C. Asal dan Peranan Filsafat: (Surajiyo: 16 – 18)

1. Asal

Tiga hal yang mendorong manusia untuk “berfilsafat” sbb :

1) Keheranan. Banyak filsuf menunjukkan rasa heran (Yunani : thaumasia)


sebagai asal filsafat. Plato mengatakan: “Mata kita memberi pengamatan
bintang-bintang, matahari, dan langit. Pengamatan ini memberi dorongan
untuk menyelidiki. Dari penyelidikan ini berasal filsafat”.
2) Kesangsian. Filsuf-filsuf lain seperti Augustinus (354 – 430 M) dan Rene
Descartes (1596 – 1650 M) menunjukan kesangsian (ragu-ragu) sebagai
sumber utama pemikiran. Manusia heran, tetapi kemudian ia ragu-ragu dan
berpikir untuk mencari kebenaran.
3) Kesadaran akan keterbatasan. Manusia mulai berfilsafat jika ia menyadari
bahwa dirinya sangat kecil, terbatas dan lemah, terutama bila dibandingkan
dengan alam sekelilingnya.
4) Kesadaran akan keterbatasannya ini mendorong manusia untuk memikirkan
bahwa di luar manusia yang terbatas tersebut, pasti ada sesuatu yang tidak
terbatas, sehingga ia mulai berfilsafat.

2. Peranan

Filsafat telah memerankan sedikitnya tiga peranan dalam sejarah pemikiran manusia
sbb :

1) Pendobrak. Berabad-abad lamanya, intelektualitas manusia tertawan dalam


penjara tradisi dan kebiasaan. Dalam penjara itu, manusia terlena dengan
alam mistik yang penuh sesak dengan hal-hal yang serba rahasia yang
terungkap lewat berbagai mitos. Manusia menerima begitu saja segala
penuturan mitos dan takhyul tanpa mempersoalkannya lebih lanjut. Kehadiran
filsafat telah mendobrak pintu dan tembok tradisi (mitos) yang begitu sakral
dan tidak boleh diganggu-gugat tersebut.
2) Pembebas. Filsafat bukan sekedar mendobrak pintu penjara tradisi dan
kebiasaan yang penuh dengan mitos itu, melainkan juga merenggut manusia
keluar dari dalam penjara itu. filsafat membebaskan manusia dari
ketidaktahuan dan kebodohannya. Filsafat membebaskan manusia dari
belenggu cara berpikir mistis. Filsafat membebaskan manusia dari segala
jenis “penjara” yang hendak mempersempit ruang gerak akal-budi manusia.
3) Pembimbing. Filafat tidak hanya membebaskan manusia dari cara berpikir
yang mistis, tetapi juga membimbing manusia untuk berpikir secara rasional.
Filsafat selain membebaskan manusia dari cara berpikir yang picik, dangkal,
tidak teratur dan tidak jernih, tidak utuh dan fragmentaris, juga membimbing
manusia untuk membimbing manusia untuk berpikir secara luas dan
mendalam, sistematis dan logis, integral dan koheren.
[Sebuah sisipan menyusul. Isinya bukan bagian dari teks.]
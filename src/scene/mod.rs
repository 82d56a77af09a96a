//! # Scene Module
//!
//! Scene graph with hierarchical transforms, bounding spheres, culling and
//! controllers. Nodes live in a [`SceneGraph`] arena and refer to each other
//! through [`NodeId`](crate::core::NodeId) handles.

mod controller;
mod culling;
mod description;
mod graph;
mod keyframe;
mod spatial;
mod transform;

pub use controller::{Controller, ControllerList, ControllerTiming, RepeatType};
pub use culling::{Culler, PlaneCuller, VisibleSet, MAX_PLANES};
pub use description::{LinkKey, NodeDescription, NodeKindDescription, SceneDescription};
pub use graph::SceneGraph;
pub use keyframe::KeyframeController;
pub use spatial::{CullingMode, Spatial, SpatialKind};
pub use transform::{Transform, TransformForm};

use crate::core::NodeId;
use thiserror::Error;

/// Errors from structural scene graph operations. A failed operation leaves
/// the graph unchanged.
#[derive(Error, Debug, Clone, PartialEq, Eq)]
pub enum SceneError {
    /// The handle does not refer to a live node.
    #[error("Unknown node {0}")]
    UnknownNode(NodeId),

    /// Children can only be attached to interior nodes.
    #[error("Node {0} is a leaf and cannot hold children")]
    NotANode(NodeId),

    /// The child already has a parent.
    #[error("Node {child} is already attached to {parent}")]
    ChildAlreadyParented {
        /// Child being attached.
        child: NodeId,
        /// Its current parent.
        parent: NodeId,
    },

    /// A node cannot be its own child.
    #[error("Node {0} cannot be attached to itself")]
    SelfAttachment(NodeId),

    /// The child is an ancestor of the parent.
    #[error("Attaching {child} under {parent} would create a cycle")]
    WouldCreateCycle {
        /// Intended parent.
        parent: NodeId,
        /// Intended child, an ancestor of `parent`.
        child: NodeId,
    },

    /// Child slot index past the end of the slot list.
    #[error("Child slot {index} out of range for node {node} with {len} slots")]
    SlotOutOfRange {
        /// Parent node.
        node: NodeId,
        /// Requested slot.
        index: usize,
        /// Number of slots.
        len: usize,
    },

    /// A child reference in a scene description names no node.
    #[error("Node '{node}' links to unknown child {link}")]
    UnresolvedLink {
        /// Name of the node holding the reference.
        node: String,
        /// The unresolved reference.
        link: String,
    },

    /// Two described nodes share a name, so links by name are ambiguous.
    #[error("Duplicate node name '{0}' in scene description")]
    DuplicateName(String),

    /// Scale keys need a rotation-scale local transform.
    #[error("Node '{0}' has scale keys but a general local transform")]
    ScaleKeysOnGeneralTransform(String),

    /// A described controller could not be attached.
    #[error("Failed to attach controller: {0}")]
    Controller(#[from] ControllerError),
}

/// Errors from controller attachment.
#[derive(Error, Debug, Clone, Copy, PartialEq, Eq)]
pub enum ControllerError {
    /// Controllers driven by other controllers cannot be attached.
    #[error("Controller is itself controlled and cannot be attached")]
    ControlledController,

    /// Key times and key values differ in length.
    #[error("Keyframe channel has {times} times but {values} values")]
    KeyCountMismatch {
        /// Number of key times.
        times: usize,
        /// Number of key values.
        values: usize,
    },

    /// Key times must be strictly increasing.
    #[error("Keyframe times are not strictly increasing")]
    UnsortedKeyTimes,
}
D. Kegunaan Filsafat: (Surajiyo: 18 -19)

Umumnya, belajar filsafat semakin menjadikan orang mampu untuk menangani


berbagai pertanyaan mendasar manusia yang tidak terelakan. Filsafat membantu untuk
menadalami berbagai pertanyaan asasi manusia tentang makna realitas dan lingkup
tanggung jawabnya. Kemampuan itu dipelajari dari dua jalur:

1) secara sistematik. Artinya, filsafat menawar berbagai metode mutakhir untuk


menangani masalah-masalah mendalam manusia, tentang hakikat kebenaran
dan pengetahuan, baik biasa maupun ilmiah, tentang tanggung jawab dan
keadilan, dan sebagainya.
2) secara historis atau sejarah filsafat. Artinya belajar untuk mendalami,
menanggapi, serta belajar dari jawaban- jawaban yang sampai sekarang
ditawarkan oleh para pemikir dan filsuf terkemuka.
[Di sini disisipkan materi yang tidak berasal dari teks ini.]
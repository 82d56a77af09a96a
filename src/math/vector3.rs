//! 3D direction vector.

use bytemuck::{Pod, Zeroable};
use serde::{Deserialize, Serialize};
use std::ops::{Add, AddAssign, Div, DivAssign, Mul, MulAssign, Neg, Sub, SubAssign};

/// A direction or displacement in 3D space.
///
/// The homogeneous coordinate of a vector is always zero and is not stored;
/// [`Vector3::to_homogeneous`] supplies it when a 4-tuple is needed.
#[derive(Debug, Clone, Copy, PartialEq, Default, Serialize, Deserialize, Pod, Zeroable)]
#[repr(C)]
pub struct Vector3 {
    /// X component.
    pub x: f32,
    /// Y component.
    pub y: f32,
    /// Z component.
    pub z: f32,
}

impl Vector3 {
    /// Zero vector (0, 0, 0).
    pub const ZERO: Self = Self { x: 0.0, y: 0.0, z: 0.0 };
    /// One vector (1, 1, 1).
    pub const ONE: Self = Self { x: 1.0, y: 1.0, z: 1.0 };
    /// Unit X vector (1, 0, 0).
    pub const UNIT_X: Self = Self { x: 1.0, y: 0.0, z: 0.0 };
    /// Unit Y vector (0, 1, 0).
    pub const UNIT_Y: Self = Self { x: 0.0, y: 1.0, z: 0.0 };
    /// Unit Z vector (0, 0, 1).
    pub const UNIT_Z: Self = Self { x: 0.0, y: 0.0, z: 1.0 };

    /// Create a new Vector3.
    #[inline]
    pub const fn new(x: f32, y: f32, z: f32) -> Self {
        Self { x, y, z }
    }

    /// Create a vector with all components set to the same value.
    #[inline]
    pub const fn splat(v: f32) -> Self {
        Self { x: v, y: v, z: v }
    }

    /// Create from an array.
    #[inline]
    pub const fn from_array(a: [f32; 3]) -> Self {
        Self { x: a[0], y: a[1], z: a[2] }
    }

    /// Convert to an array.
    #[inline]
    pub const fn to_array(self) -> [f32; 3] {
        [self.x, self.y, self.z]
    }

    /// Homogeneous 4-tuple with `w = 0`.
    #[inline]
    pub const fn to_homogeneous(self) -> [f32; 4] {
        [self.x, self.y, self.z, 0.0]
    }

    /// Set the components of this vector.
    #[inline]
    pub fn set(&mut self, x: f32, y: f32, z: f32) -> &mut Self {
        self.x = x;
        self.y = y;
        self.z = z;
        self
    }

    /// Copy from another vector.
    #[inline]
    pub fn copy(&mut self, v: &Vector3) -> &mut Self {
        self.x = v.x;
        self.y = v.y;
        self.z = v.z;
        self
    }

    /// Get the length (magnitude) of the vector.
    #[inline]
    pub fn length(&self) -> f32 {
        (self.x * self.x + self.y * self.y + self.z * self.z).sqrt()
    }

    /// Get the squared length of the vector.
    #[inline]
    pub fn length_squared(&self) -> f32 {
        self.x * self.x + self.y * self.y + self.z * self.z
    }

    /// Normalize in place and return the length before normalization.
    ///
    /// A vector of exactly zero length is left as the zero vector.
    #[inline]
    pub fn normalize(&mut self) -> f32 {
        let len = self.length();
        if len > 0.0 {
            let inv_len = 1.0 / len;
            self.x *= inv_len;
            self.y *= inv_len;
            self.z *= inv_len;
        } else {
            *self = Self::ZERO;
        }
        len
    }

    /// Return a normalized copy of the vector.
    #[inline]
    pub fn normalized(&self) -> Self {
        let mut v = *self;
        v.normalize();
        v
    }

    /// Dot product with another vector.
    #[inline]
    pub fn dot(&self, other: &Vector3) -> f32 {
        self.x * other.x + self.y * other.y + self.z * other.z
    }

    /// Cross product with another vector.
    #[inline]
    pub fn cross(&self, other: &Vector3) -> Self {
        Self {
            x: self.y * other.z - self.z * other.y,
            y: self.z * other.x - self.x * other.z,
            z: self.x * other.y - self.y * other.x,
        }
    }

    /// Normalized cross product.
    #[inline]
    pub fn unit_cross(&self, other: &Vector3) -> Self {
        self.cross(other).normalized()
    }

    /// Distance to another vector.
    #[inline]
    pub fn distance_to(&self, other: &Vector3) -> f32 {
        (*self - *other).length()
    }

    /// Linear interpolation to another vector.
    #[inline]
    pub fn lerp(&self, other: &Vector3, t: f32) -> Self {
        Self {
            x: self.x + (other.x - self.x) * t,
            y: self.y + (other.y - self.y) * t,
            z: self.z + (other.z - self.z) * t,
        }
    }

    /// Component-wise multiplication.
    #[inline]
    pub fn multiply(&self, other: &Vector3) -> Self {
        Self {
            x: self.x * other.x,
            y: self.y * other.y,
            z: self.z * other.z,
        }
    }

    /// Largest absolute component.
    #[inline]
    pub fn max_abs_component(&self) -> f32 {
        self.x.abs().max(self.y.abs()).max(self.z.abs())
    }

    /// Check if approximately equal.
    #[inline]
    pub fn approx_eq(&self, other: &Vector3, epsilon: f32) -> bool {
        (self.x - other.x).abs() < epsilon
            && (self.y - other.y).abs() < epsilon
            && (self.z - other.z).abs() < epsilon
    }

    /// Gram-Schmidt orthonormalization of three linearly independent vectors.
    ///
    /// `v0` is normalized, `v1` loses its `v0` component, `v2` loses its `v0`
    /// and `v1` components; each is normalized in turn.
    pub fn orthonormalize(v0: &mut Vector3, v1: &mut Vector3, v2: &mut Vector3) {
        v0.normalize();

        let dot0 = v0.dot(v1);
        *v1 -= *v0 * dot0;
        v1.normalize();

        let dot1 = v1.dot(v2);
        let dot0 = v0.dot(v2);
        *v2 -= *v0 * dot0 + *v1 * dot1;
        v2.normalize();
    }

    /// Build `u` and `v` so that `{u, v, w}` is a right-handed orthonormal
    /// basis. Only `w` is normalized; it must be nonzero.
    ///
    /// The branch on the larger of `|w.x|` and `|w.y|` keeps the divisor away
    /// from zero.
    pub fn generate_complement_basis(u: &mut Vector3, v: &mut Vector3, w: &mut Vector3) {
        w.normalize();

        if w.x.abs() >= w.y.abs() {
            // w.x or w.z is the largest magnitude component.
            let inv_length = 1.0 / (w.x * w.x + w.z * w.z).sqrt();
            u.set(-w.z * inv_length, 0.0, w.x * inv_length);
            v.set(w.y * u.z, w.z * u.x - w.x * u.z, -w.y * u.x);
        } else {
            // w.y or w.z is the largest magnitude component.
            let inv_length = 1.0 / (w.y * w.y + w.z * w.z).sqrt();
            u.set(0.0, w.z * inv_length, -w.y * inv_length);
            v.set(w.y * u.z - w.z * u.y, -w.x * u.z, w.x * u.y);
        }
    }

    /// Right-handed orthonormal basis `(u, v, w)` whose third axis is the
    /// direction of `direction`.
    pub fn generate_orthonormal_basis(direction: &Vector3) -> (Vector3, Vector3, Vector3) {
        let mut u = Vector3::ZERO;
        let mut v = Vector3::ZERO;
        let mut w = *direction;
        Self::generate_complement_basis(&mut u, &mut v, &mut w);
        (u, v, w)
    }
}

impl Add for Vector3 {
    type Output = Self;
    #[inline]
    fn add(self, rhs: Self) -> Self {
        Self {
            x: self.x + rhs.x,
            y: self.y + rhs.y,
            z: self.z + rhs.z,
        }
    }
}

impl AddAssign for Vector3 {
    #[inline]
    fn add_assign(&mut self, rhs: Self) {
        self.x += rhs.x;
        self.y += rhs.y;
        self.z += rhs.z;
    }
}

impl Sub for Vector3 {
    type Output = Self;
    #[inline]
    fn sub(self, rhs: Self) -> Self {
        Self {
            x: self.x - rhs.x,
            y: self.y - rhs.y,
            z: self.z - rhs.z,
        }
    }
}

impl SubAssign for Vector3 {
    #[inline]
    fn sub_assign(&mut self, rhs: Self) {
        self.x -= rhs.x;
        self.y -= rhs.y;
        self.z -= rhs.z;
    }
}

impl Mul<f32> for Vector3 {
    type Output = Self;
    #[inline]
    fn mul(self, rhs: f32) -> Self {
        Self {
            x: self.x * rhs,
            y: self.y * rhs,
            z: self.z * rhs,
        }
    }
}

impl Mul<Vector3> for f32 {
    type Output = Vector3;
    #[inline]
    fn mul(self, rhs: Vector3) -> Vector3 {
        rhs * self
    }
}

impl MulAssign<f32> for Vector3 {
    #[inline]
    fn mul_assign(&mut self, rhs: f32) {
        self.x *= rhs;
        self.y *= rhs;
        self.z *= rhs;
    }
}

/// Division by zero yields [`Vector3::ZERO`] instead of infinities.
impl Div<f32> for Vector3 {
    type Output = Self;
    #[inline]
    fn div(self, rhs: f32) -> Self {
        if rhs != 0.0 {
            let inv = 1.0 / rhs;
            Self {
                x: self.x * inv,
                y: self.y * inv,
                z: self.z * inv,
            }
        } else {
            Self::ZERO
        }
    }
}

impl DivAssign<f32> for Vector3 {
    #[inline]
    fn div_assign(&mut self, rhs: f32) {
        *self = *self / rhs;
    }
}

impl Neg for Vector3 {
    type Output = Self;
    #[inline]
    fn neg(self) -> Self {
        Self {
            x: -self.x,
            y: -self.y,
            z: -self.z,
        }
    }
}

impl From<[f32; 3]> for Vector3 {
    fn from(a: [f32; 3]) -> Self {
        Self::from_array(a)
    }
}

impl From<Vector3> for [f32; 3] {
    fn from(v: Vector3) -> Self {
        v.to_array()
    }
}

impl From<glam::Vec3> for Vector3 {
    fn from(v: glam::Vec3) -> Self {
        Self { x: v.x, y: v.y, z: v.z }
    }
}

impl From<Vector3> for glam::Vec3 {
    fn from(v: Vector3) -> Self {
        glam::Vec3::new(v.x, v.y, v.z)
    }
}

#[cfg(test)]
mod tests {
    use super::*;

    #[test]
    fn test_cross() {
        let result = Vector3::UNIT_X.cross(&Vector3::UNIT_Y);
        assert!(result.approx_eq(&Vector3::UNIT_Z, 1e-6));
    }

    #[test]
    fn test_normalize_returns_length() {
        let mut v = Vector3::new(3.0, 0.0, 4.0);
        let len = v.normalize();
        assert!((len - 5.0).abs() < 1e-6);
        assert!((v.length() - 1.0).abs() < 1e-6);
    }

    #[test]
    fn test_normalize_zero() {
        let mut v = Vector3::new(0.0, 0.0, 0.0);
        assert_eq!(v.normalize(), 0.0);
        assert_eq!(v, Vector3::ZERO);
    }

    #[test]
    fn test_div_by_zero_is_zero_vector() {
        let v = Vector3::new(1.0, -2.0, 3.0) / 0.0;
        assert_eq!(v, Vector3::ZERO);
        assert!(v.x.is_finite() && v.y.is_finite() && v.z.is_finite());

        let mut w = Vector3::ONE;
        w /= 0.0;
        assert_eq!(w, Vector3::ZERO);
    }

    #[test]
    fn test_operators_are_pure() {
        let a = Vector3::new(1.0, 2.0, 3.0);
        let b = Vector3::new(4.0, 5.0, 6.0);
        let _ = a + b;
        let _ = a.cross(&b);
        let _ = a * 2.0;
        assert_eq!(a, Vector3::new(1.0, 2.0, 3.0));
        assert_eq!(b, Vector3::new(4.0, 5.0, 6.0));
        assert_eq!(a.dot(&b), 32.0);
    }

    #[test]
    fn test_orthonormalize() {
        let mut v0 = Vector3::new(1.0, 1.0, 0.0);
        let mut v1 = Vector3::new(1.0, 0.0, 1.0);
        let mut v2 = Vector3::new(0.3, 2.0, -1.0);
        Vector3::orthonormalize(&mut v0, &mut v1, &mut v2);

        for v in [v0, v1, v2] {
            assert!((v.length() - 1.0).abs() < 1e-5);
        }
        assert!(v0.dot(&v1).abs() < 1e-5);
        assert!(v0.dot(&v2).abs() < 1e-5);
        assert!(v1.dot(&v2).abs() < 1e-5);
    }

    #[test]
    fn test_complement_basis() {
        for dir in [
            Vector3::new(0.0, 0.0, 2.0),
            Vector3::new(5.0, 1.0, 0.0),
            Vector3::new(0.1, -3.0, 0.2),
        ] {
            let mut u = Vector3::ZERO;
            let mut v = Vector3::ZERO;
            let mut w = dir;
            Vector3::generate_complement_basis(&mut u, &mut v, &mut w);

            assert!((w.length() - 1.0).abs() < 1e-5);
            assert!((u.length() - 1.0).abs() < 1e-5);
            assert!((v.length() - 1.0).abs() < 1e-5);
            assert!(u.dot(&v).abs() < 1e-5);
            assert!(u.dot(&w).abs() < 1e-5);
            assert!(v.dot(&w).abs() < 1e-5);
            // Right-handed: u x v = w.
            assert!(u.cross(&v).approx_eq(&w, 1e-5));
        }
    }

    #[test]
    fn test_orthonormal_basis_keeps_direction() {
        let (u, v, w) = Vector3::generate_orthonormal_basis(&Vector3::new(0.0, 4.0, 0.0));
        assert!(w.approx_eq(&Vector3::UNIT_Y, 1e-6));
        assert!(u.cross(&v).approx_eq(&w, 1e-5));
    }

    #[test]
    fn test_homogeneous_w_is_zero() {
        let v = Vector3::new(1.0, 2.0, 3.0);
        assert_eq!(v.to_homogeneous(), [1.0, 2.0, 3.0, 0.0]);
        assert_eq!((v * 3.0).to_homogeneous()[3], 0.0);
    }
}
E. Jenis Filsafat: (Basman: 14)

Filsafat sebagai objek pemikiran, mengandung dua sisi penting, yaitu sisi fungsi dan
artinya bagi manusia. Sisi fungsi menunjuk pada filsafat hidup, dan sisi arti menunjuk
pada filsafat akademik.

1) Filsafat hidup (way of life) atau pedoman hidup yang kemudian membentuk cara
hidup yang mendasarkan diri pada suatu paham untuk mencapai tujuan hidup
(fungsi). Yang menjadi dasar atau sumber dari filsafat hidup ini adalah paham
atau aliran-aliran yang bersumber dari agama, kepercayaan- kepercayaan dan
adat istiadat yang berlaku dan hidup dalam masyarakat.
2) Filsafat akademik. Berbeda dengan filsafat hidup, filsafat akademik mempelajari
objek menurut cara pandang, metode dan sistem tertentu untuk mendapatkan
kebenaran yang dapat dipertanggungjawabkan. Yang menjadi sasaran filsafat
akademik adalah pengetahuan hakiki mengenai hal atau barang sesuatu (arti).
MATERI 3 : MEMAHAMI FILSAFAT ILMU

A. Pengertian Filsafat Ilmu (Mustansyir dan Munir: 49)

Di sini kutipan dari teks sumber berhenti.